Tobias et Chen, qui s’étaient arrêtés un instant pour vérifier que c’était la paroi ouest qui se détachait et non celle où ils se tenaient, se hâtèrent de rejoindre le bas du sentier, et de courir en direction de la barque.
Ambre se tenait à l’avant, les mains posées sur le rebord, pour se tenir. Elle avait tout donné.
Au point de transformer le paysage.
Matt aida les deux adolescents à grimper à bord et il sauta sur les rames pour les éloigner du rivage.
Les vagues les renvoyaient vers la plage et Matt dut forcer pour les franchir.
Tobias et Chen étaient allongés au milieu de l’embarcation, en sueur et haletants.
– C’est dingue, lâcha Tobias. Ce qui vient… de se… passer. Dingue.
– C’est toi, Ambre ? demanda Chen.
Mais la jeune femme fixait un point face à elle, au niveau de l’éboulement.
– C’est impossible, murmura-t-elle.
Plusieurs rochers bougeaient. Et un Tourmenteur apparut, s’extrayant avec difficulté de l’avalanche de pierres. Puis un second.
Et un troisième.
– Ils sont immortels, bégaya Chen.
Les Tourmenteurs s’avancèrent jusqu’au bord de l’eau et s’agenouillèrent. Leur capuche penchée sur le ressac.
– Qu’est-ce qu’ils font ? s’inquiéta Tobias.
– Je crois qu’ils… crachent quelque chose, dit Ambre. Je ne vois pas ce que c’est.
Un liquide noir s’écoulait de la capuche des Tourmenteurs et flottait maintenant pour former une couche flottante. La masse noire prit soudain forme et s’étira pour se diriger vers la barque.
– Ça fonce vers nous ! s’alarma Chen en sautant sur une rame pour aider Matt.
Tobias s’y mit également et les trois adolescents poussèrent de toutes leurs forces pour faire prendre un maximum de vitesse à leur barque.
Un quatrième Tourmenteur sortit des décombres pour prendre position auprès de ses comparses, et cracha à son tour du liquide noir.
La bile de ténèbres se transformait en un long trait qui fusait vers les Pans.
Un cinquième Tourmenteur était en train de se dégager. S’ils s’y mettaient tous, ils finiraient par cracher suffisamment de matière pour les atteindre.
Ambre ferma les yeux et se concentra pour percevoir les vibrations du Cœur de la Terre en elle. Elle devina sa chaleur, qui se répandait à présent dans tout son corps. Ambre ouvrit les vannes, laissant l’énergie la pénétrer, se confondre avec son sang, avec son essence, avec ses propres sens.
Puis elle se focalisa sur la surface de la mer tout autour d’elle. L’écume. Le mouvement de la marée. Le frottement des molécules d’eau. Le picotement des atomes qui les formaient. Et quelque chose d’encore plus petit, de plus mystérieux encore. Un bourdonnement infime qui constituait l’origine même de la vie.
Ambre était en phase avec l’élément Eau.
Elle avait la mer au bout des doigts, ses mouvements, sa puissance, elle la sentait qui la remplissait, colossale, immuable.
Elle se recentra sur la surface. Et elle poussa. De toutes ses forces mentales, elle poussa sur la surface de la mer.
Et peu à peu, des vagues se créèrent. Des ondulations de plus en plus nombreuses, à l’amplitude plus marquée. Des creux de deux mètres.

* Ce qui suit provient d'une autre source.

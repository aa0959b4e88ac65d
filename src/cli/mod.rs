use clap::{Args as ClapArgs, Parser, Subcommand, ValueEnum};
use std::path::PathBuf;

use crate::gdocs::ThemeKind;

pub mod auth;
pub mod render;
pub mod run;

pub use auth::handle_auth_command;
pub use render::handle_render_command;
pub use run::handle_run_command;

#[derive(Parser, Debug)]
#[command(name = "gijiroku")]
#[command(about = "Publish Zoom meeting transcripts as Google Docs minutes", long_about = None)]
pub struct Cli {
    #[arg(short, long, global = true)]
    pub verbose: bool,

    /// Config file to use instead of the default location
    #[arg(short, long, global = true)]
    pub config: Option<PathBuf>,

    #[command(subcommand)]
    pub command: Option<CliCommand>,
}

#[derive(Subcommand, Debug)]
pub enum CliCommand {
    /// Process recent recordings (default)
    Run,
    /// Preview a caption file offline without calling any API
    Render(RenderCliArgs),
    /// Obtain a Google refresh token through the browser consent flow
    Auth,
    /// Print version information
    Version,
}

#[derive(Clone, Copy, Debug, PartialEq, Eq, ValueEnum)]
pub enum RenderFormat {
    /// Markdown minutes
    Markdown,
    /// `speaker: text` lines
    Plain,
    /// Google Docs batchUpdate requests as JSON
    Requests,
}

#[derive(ClapArgs, Debug)]
pub struct RenderCliArgs {
    /// WebVTT caption file
    pub file: PathBuf,
    #[arg(short, long, value_enum, default_value = "markdown")]
    pub format: RenderFormat,
    /// Meeting topic shown in the header
    #[arg(long)]
    pub topic: Option<String>,
    /// Meeting date shown in the header (e.g. "2026-02-15 10:00")
    #[arg(long)]
    pub date: Option<String>,
    #[arg(long)]
    pub recording_url: Option<String>,
    /// Styling used for `--format requests`
    #[arg(long, value_enum, default_value = "rich")]
    pub theme: ThemeKind,
}

#[cfg(test)]
mod tests {
    use super::*;

    #[test]
    fn test_no_subcommand_means_run() {
        let cli = Cli::try_parse_from(["gijiroku", "--verbose"]).unwrap();
        assert!(cli.verbose);
        assert!(cli.command.is_none());
    }

    #[test]
    fn test_render_args() {
        let cli = Cli::try_parse_from([
            "gijiroku",
            "render",
            "meeting.vtt",
            "--format",
            "requests",
            "--theme",
            "plain",
            "--topic",
            "定例",
            "--config",
            "/tmp/gijiroku.toml",
        ])
        .unwrap();

        assert_eq!(cli.config, Some(PathBuf::from("/tmp/gijiroku.toml")));
        match cli.command {
            Some(CliCommand::Render(args)) => {
                assert_eq!(args.file, PathBuf::from("meeting.vtt"));
                assert_eq!(args.format, RenderFormat::Requests);
                assert_eq!(args.theme, ThemeKind::Plain);
                assert_eq!(args.topic.as_deref(), Some("定例"));
                assert!(args.date.is_none());
            }
            other => panic!("unexpected command: {:?}", other),
        }
    }
}
//! Fallback meeting summaries from Gemini, used when the recording platform
//! produced none.

use anyhow::{Context, Result};
use async_trait::async_trait;
use serde::Deserialize;
use serde_json::json;
use tracing::{debug, error, info};

use crate::config::GeminiConfig;
use crate::http::{check_status, with_backoff, ApiError, MAX_RETRIES};
use crate::transcript::SummaryData;

const SERVICE: &str = "Gemini";

const SUMMARY_HEADING: &str = "要約";
const AGENDA_HEADING: &str = "議題・決定事項";
const TODO_HEADING: &str = "TODO / アクションアイテム";

const PROMPT_TEMPLATE: &str = "以下の会議の文字起こしテキストを分析し、次の3つのセクションを日本語で生成してください。

## 要約
会議の概要を3〜5文で簡潔にまとめてください。

## 議題・決定事項
話し合われた議題と、それぞれの決定事項を箇条書きでリスト化してください。

## TODO / アクションアイテム
会議で生まれたタスクや次のアクションを、可能な限り担当者と期限を付けて箇条書きで抽出してください。チェックボックス形式（- [ ]）で記載してください。

---

文字起こしテキスト:

";

#[async_trait]
pub trait Summarizer: Send + Sync {
    /// `None` when no usable summary could be produced.
    async fn summarize(&self, transcript: &str) -> Option<SummaryData>;
}

pub fn build_prompt(transcript: &str) -> String {
    format!("{}{}", PROMPT_TEMPLATE, transcript)
}

/// Split a reply on its `## ` headings. The summary section becomes the
/// summary; agenda and TODO sections are joined into the chapters.
pub fn parse_summary_response(text: &str) -> Option<SummaryData> {
    if text.trim().is_empty() {
        return None;
    }

    let headings = [SUMMARY_HEADING, AGENDA_HEADING, TODO_HEADING];
    let mut sections: [String; 3] = Default::default();
    let mut current: Option<usize> = None;

    for line in text.split('\n') {
        let stripped = line.trim();
        if let Some(header) = stripped.strip_prefix("## ") {
            current = headings.iter().position(|h| header.contains(h));
        } else if let Some(i) = current {
            sections[i].push_str(line);
            sections[i].push('\n');
        }
    }

    let [summary, agenda, todos] = sections.map(|s| s.trim().to_string());
    if summary.is_empty() && agenda.is_empty() && todos.is_empty() {
        return None;
    }

    let chapters = [agenda, todos]
        .into_iter()
        .filter(|s| !s.is_empty())
        .collect::<Vec<_>>()
        .join("\n");

    Some(SummaryData { summary, chapters })
}

#[derive(Debug, Deserialize)]
struct GenerateResponse {
    #[serde(default)]
    candidates: Vec<Candidate>,
}

#[derive(Debug, Deserialize)]
struct Candidate {
    content: Option<Content>,
}

#[derive(Debug, Deserialize)]
struct Content {
    #[serde(default)]
    parts: Vec<Part>,
}

#[derive(Debug, Deserialize)]
struct Part {
    #[serde(default)]
    text: Option<String>,
}

impl GenerateResponse {
    fn text(&self) -> String {
        self.candidates
            .first()
            .and_then(|c| c.content.as_ref())
            .map(|content| {
                content
                    .parts
                    .iter()
                    .filter_map(|p| p.text.as_deref())
                    .collect::<String>()
            })
            .unwrap_or_default()
    }
}

pub struct GeminiSummarizer {
    client: reqwest::Client,
    api_key: String,
    endpoint: String,
}

impl GeminiSummarizer {
    /// `None` when no API key is configured.
    pub fn from_config(config: &GeminiConfig) -> Result<Option<Self>> {
        match config.api_key.as_deref().filter(|key| !key.is_empty()) {
            Some(key) => Ok(Some(Self::new(config, key)?)),
            None => Ok(None),
        }
    }

    pub fn new(config: &GeminiConfig, api_key: &str) -> Result<Self> {
        let client = reqwest::Client::builder()
            .build()
            .context("Failed to create HTTP client")?;
        let endpoint = format!(
            "{}/models/{}:generateContent",
            config.api_base.trim_end_matches('/'),
            config.model
        );

        info!("Initialized Gemini summarizer with model: {}", config.model);

        Ok(Self {
            client,
            api_key: api_key.to_string(),
            endpoint,
        })
    }

    async fn generate(&self, prompt: &str) -> Result<String, ApiError> {
        let body = json!({
            "contents": [{ "parts": [{ "text": prompt }] }]
        });
        let response = self
            .client
            .post(&self.endpoint)
            .query(&[("key", self.api_key.as_str())])
            .json(&body)
            .send()
            .await
            .map_err(|e| ApiError::transport(SERVICE, e))?;
        let response: GenerateResponse = check_status(SERVICE, response)
            .await?
            .json()
            .await
            .map_err(|e| ApiError::decode(SERVICE, e.to_string()))?;
        Ok(response.text())
    }
}

#[async_trait]
impl Summarizer for GeminiSummarizer {
    async fn summarize(&self, transcript: &str) -> Option<SummaryData> {
        let prompt = build_prompt(transcript);
        debug!("Requesting Gemini summary for {} chars", transcript.len());

        let reply = with_backoff("Gemini request", MAX_RETRIES, |_: &ApiError| true, || {
            self.generate(&prompt)
        })
        .await;

        match reply {
            Ok(text) => parse_summary_response(&text),
            Err(e) => {
                error!("Gemini API failed after {} attempts: {}", MAX_RETRIES, e);
                None
            }
        }
    }
}
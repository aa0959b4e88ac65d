//! Processed-meeting ledger.
//!
//! A flat JSON file of meeting UUIDs that already have a published document.
//! It is read before a run and rewritten after it, which keeps repeated runs
//! idempotent per meeting.

use anyhow::{bail, Context, Result};
use fs2::FileExt;
use serde::{Deserialize, Serialize};
use std::collections::HashSet;
use std::fs::File;
use std::io::Write;
use std::path::{Path, PathBuf};
use tempfile::NamedTempFile;
use tracing::{debug, info};

#[derive(Debug, Default, Serialize, Deserialize)]
struct LedgerFile {
    #[serde(default)]
    processed_ids: Vec<String>,
}

#[derive(Debug)]
pub struct Ledger {
    path: PathBuf,
    ids: Vec<String>,
    seen: HashSet<String>,
}

/// Held for the duration of a run; released on drop.
#[derive(Debug)]
pub struct LedgerLock {
    file: File,
}

impl LedgerLock {
    /// Lock `<ledger_path>.lock`. Fails immediately if another run holds it.
    pub fn acquire(ledger_path: &Path) -> Result<Self> {
        let mut lock_path = ledger_path.as_os_str().to_os_string();
        lock_path.push(".lock");
        let lock_path = PathBuf::from(lock_path);

        if let Some(parent) = lock_path.parent() {
            if !parent.as_os_str().is_empty() {
                std::fs::create_dir_all(parent).context("Failed to create ledger directory")?;
            }
        }
        let file = std::fs::OpenOptions::new()
            .create(true)
            .read(true)
            .write(true)
            .truncate(false)
            .open(&lock_path)
            .with_context(|| format!("Failed to open {}", lock_path.display()))?;

        if file.try_lock_exclusive().is_err() {
            bail!(
                "Another run holds {}; refusing to process concurrently",
                lock_path.display()
            );
        }
        debug!("Acquired {}", lock_path.display());
        Ok(Self { file })
    }
}

impl Drop for LedgerLock {
    fn drop(&mut self) {
        let _ = FileExt::unlock(&self.file);
    }
}

impl Ledger {
    /// A missing file is an empty ledger.
    pub fn load(path: &Path) -> Result<Self> {
        let file: LedgerFile = if path.exists() {
            let content = std::fs::read_to_string(path)
                .with_context(|| format!("Failed to read ledger {}", path.display()))?;
            serde_json::from_str(&content)
                .with_context(|| format!("Failed to parse ledger {}", path.display()))?
        } else {
            info!("No ledger at {}, starting empty", path.display());
            LedgerFile::default()
        };

        let mut ledger = Self {
            path: path.to_path_buf(),
            ids: Vec::new(),
            seen: HashSet::new(),
        };
        for id in file.processed_ids {
            ledger.record(id);
        }
        debug!("Loaded {} processed meeting ids", ledger.ids.len());
        Ok(ledger)
    }

    pub fn ids(&self) -> &[String] {
        &self.ids
    }

    pub fn processed(&self) -> &HashSet<String> {
        &self.seen
    }

    /// Returns false if `id` was already recorded.
    pub fn record(&mut self, id: impl Into<String>) -> bool {
        let id = id.into();
        if !self.seen.insert(id.clone()) {
            return false;
        }
        self.ids.push(id);
        true
    }

    /// Write through a temp file in the same directory, then rename over the
    /// ledger.
    pub fn save(&self) -> Result<()> {
        let dir = match self.path.parent() {
            Some(parent) if !parent.as_os_str().is_empty() => parent.to_path_buf(),
            _ => PathBuf::from("."),
        };
        std::fs::create_dir_all(&dir).context("Failed to create ledger directory")?;

        let content = serde_json::to_string_pretty(&LedgerFile {
            processed_ids: self.ids.clone(),
        })
        .context("Failed to serialize ledger")?;

        let mut tmp = NamedTempFile::new_in(&dir).context("Failed to create temp ledger")?;
        tmp.write_all(content.as_bytes())
            .context("Failed to write temp ledger")?;
        tmp.persist(&self.path)
            .with_context(|| format!("Failed to replace {}", self.path.display()))?;

        info!("Saved {} processed ids to {}", self.ids.len(), self.path.display());
        Ok(())
    }
}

Et les rouleaux apparurent tout au bout, sur la plage.
Ils déployèrent leurs spirales féroces pour se fracasser contre le bord, face aux Tourmenteurs.

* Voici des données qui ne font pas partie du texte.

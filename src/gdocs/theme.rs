use serde::{Deserialize, Serialize};

#[derive(Debug, Clone, Copy, PartialEq)]
pub struct Rgb {
    pub red: f32,
    pub green: f32,
    pub blue: f32,
}

impl Rgb {
    pub const fn from_hex(hex: u32) -> Self {
        Self {
            red: ((hex >> 16) & 0xff) as f32 / 255.0,
            green: ((hex >> 8) & 0xff) as f32 / 255.0,
            blue: (hex & 0xff) as f32 / 255.0,
        }
    }
}

#[derive(Debug, Clone, Default, PartialEq)]
pub struct HeadingStyle {
    pub color: Option<Rgb>,
    pub border_bottom: Option<Rgb>,
    pub space_above_pt: Option<f32>,
    pub space_below_pt: Option<f32>,
}

#[derive(Debug, Clone, PartialEq)]
pub enum SeparatorStyle {
    /// A literal horizontal-rule line of box-drawing characters.
    Glyph(String),
    /// An empty paragraph with a bottom border.
    Border { color: Rgb, space_pt: f32 },
}

/// Named styling policies selectable from config.
#[derive(Debug, Clone, Copy, Default, PartialEq, Eq, Serialize, Deserialize, clap::ValueEnum)]
#[serde(rename_all = "lowercase")]
pub enum ThemeKind {
    #[default]
    Rich,
    Plain,
}

pub const DEFAULT_FONT_FAMILY: &str = "Noto Sans JP";
const SEPARATOR_GLYPH: &str = "───────────────────";

/// Styling policy for the request builder. Every variant goes through the same
/// builder; a theme only switches individual styles on or off.
#[derive(Debug, Clone, PartialEq)]
pub struct Theme {
    pub title: HeadingStyle,
    pub section: HeadingStyle,
    pub timestamp: HeadingStyle,
    pub speaker_color: Option<Rgb>,
    pub speaker_font_size_pt: Option<f32>,
    pub separator: SeparatorStyle,
    /// Native list bullets instead of literal `  - ` text.
    pub native_bullets: bool,
    pub bold_bullet_keys: bool,
    pub link_urls: bool,
    pub font_family: Option<String>,
}

impl Theme {
    pub fn from_kind(kind: ThemeKind, font_family: Option<String>) -> Self {
        match kind {
            ThemeKind::Rich => {
                let mut theme = Self::rich();
                if let Some(font) = font_family.filter(|f| !f.is_empty()) {
                    theme.font_family = Some(font);
                }
                theme
            }
            ThemeKind::Plain => Self {
                font_family: font_family.filter(|f| !f.is_empty()),
                ..Self::plain()
            },
        }
    }

    pub fn rich() -> Self {
        let accent = Rgb::from_hex(0x1a73e8);
        Self {
            title: HeadingStyle {
                color: Some(Rgb::from_hex(0x0b3d91)),
                border_bottom: Some(accent),
                space_above_pt: None,
                space_below_pt: Some(12.0),
            },
            section: HeadingStyle {
                color: Some(accent),
                border_bottom: None,
                space_above_pt: Some(18.0),
                space_below_pt: Some(6.0),
            },
            timestamp: HeadingStyle {
                color: Some(Rgb::from_hex(0x5f6368)),
                ..HeadingStyle::default()
            },
            speaker_color: Some(Rgb::from_hex(0x174ea6)),
            speaker_font_size_pt: Some(11.0),
            separator: SeparatorStyle::Border {
                color: Rgb::from_hex(0xdadce0),
                space_pt: 6.0,
            },
            native_bullets: true,
            bold_bullet_keys: true,
            link_urls: true,
            font_family: Some(DEFAULT_FONT_FAMILY.to_string()),
        }
    }

    /// Named heading styles and bold speakers only.
    pub fn plain() -> Self {
        Self {
            title: HeadingStyle::default(),
            section: HeadingStyle::default(),
            timestamp: HeadingStyle::default(),
            speaker_color: None,
            speaker_font_size_pt: None,
            separator: SeparatorStyle::Glyph(SEPARATOR_GLYPH.to_string()),
            native_bullets: false,
            bold_bullet_keys: false,
            link_urls: false,
            font_family: None,
        }
    }
}

impl Default for Theme {
    fn default() -> Self {
        Self::rich()
    }
}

Des tourbillons d’écume blanche se mirent bientôt à enrouler le filin de ténèbres.
Et avant qu’un autre Tourmenteur puisse se joindre aux forces d’Entropia, la mer et son irrépressible force naturelle avait repoussé le liquide noir jusqu’aux pieds des silhouettes effrayantes, qui finirent par se relever et regarder les Pans s’éloigner vers le large.